AIBU to expect him to man up before we try to have a baby?

83 replies

SWtoSEGirl · 05/12/2016 12:25

I have been married for almost 2 years, and with my DH for 8 years. Talk over the past year has naturally turned to children and we have just bought our first place together.

DH is really keen to try for a baby now - I'm not quite there yet, but it would really help me if he could engage in the financial repercussions and other responsibilities involved - I try and bring it up regularly, but he just dismisses these things and says he'll 'take care of it all'. This is all very well - at the moment we earn exactly the same amount, but either of us taking time off to care for a child would have a significant financial impact. I've drawn up various budgets to try and plan for the future - but he is so laissez faire about it & this frightens me a lot.
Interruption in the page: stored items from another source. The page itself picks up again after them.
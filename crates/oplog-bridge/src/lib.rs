// SPDX-License-Identifier: Apache-2.0
// © James Ross Ω FLYING•ROBOTS <https://github.com/flyingrobots>
//! Block bridging and log reconstruction between a local hash-linked log and
//! a remote content-addressed store.
//!
//! # Flow
//!
//! Backup: [`extract_snapshot`] walks an open log and collects its root
//! descriptor, permission descriptor, signer descriptors and reachable
//! entries; [`upload_blocks`] pushes them to a [`RemoteStore`]; [`backup`]
//! composes both and returns the [`IdentifierMapping`].
//!
//! Restore: [`restore_from_mapping`] downloads the mapped blocks through a
//! [`BlockFetcher`] and translates their identifiers back; [`restore_from_space`]
//! needs no mapping and instead lists the whole remote space, classifies each
//! block by shape and recovers the head set structurally with a
//! [`ReconstructionSession`]. Both hand the populated local store to the
//! [`LogEngine`] to reopen the database at its original address.
//!
//! # Failure Model
//!
//! Per-block failures (an unavailable block, a rejected upload, a CID that
//! does not translate to what was expected) are collected as
//! [`BlockFailure`]s and reported in counts. Only preconditions that make the
//! whole operation meaningless surface as [`BridgeError`].
#![forbid(unsafe_code)]

pub mod address;
pub mod backup;
pub mod engine;
pub mod error;
pub mod extract;
pub mod gateway;
pub mod mapping;
pub mod reconstruct;
pub mod remote;
pub mod report;
pub mod restore;
pub mod transfer;

pub use address::DbAddress;
pub use backup::backup;
pub use engine::{EngineError, LogEngine, LogHandle};
pub use error::BridgeError;
pub use extract::{extract_snapshot, Snapshot, SnapshotBlock};
pub use gateway::{GatewayFetcher, DEFAULT_MAX_BLOCK_BYTES};
pub use mapping::IdentifierMapping;
pub use reconstruct::{compute_heads, ReconstructionSession};
pub use remote::{BlockFetcher, RemoteError, RemoteStore};
pub use report::{BackupReport, BlockFailure, CategoryCounts, FailureReason, RestoreReport};
pub use restore::{restore_from_mapping, restore_from_space, SpaceRestoreOptions};
pub use transfer::{
    download_blocks, remove_blocks, upload_blocks, verify_mapping, DownloadReport,
    DownloadedBlock, RemovalReport, UploadReport, UploadedBlock, VerificationReport,
};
It isn't just this though - I'm sure many people find this, but I take the lion's share of the household chores, washing, cleaning, house admin etc. (we both work equal hours) - and I'm afraid I'll be left looking after two people.

So whilst he says ' he'll take care of it all' - he has done nothing to prove that he would. What would you do in my situation? I've tried talking to him & he says he'll get better, but never does. I don't doubt he'd be a wonderful Dad, so would you just jump in and go for it and trust it would be ok? Or would you insist they help out more and prove themselves before you bring a baby into the equation?

OP posts:
NapQueen · 05/12/2016 12:27

Sort the household chores out first. How dare he leave most of it to you!!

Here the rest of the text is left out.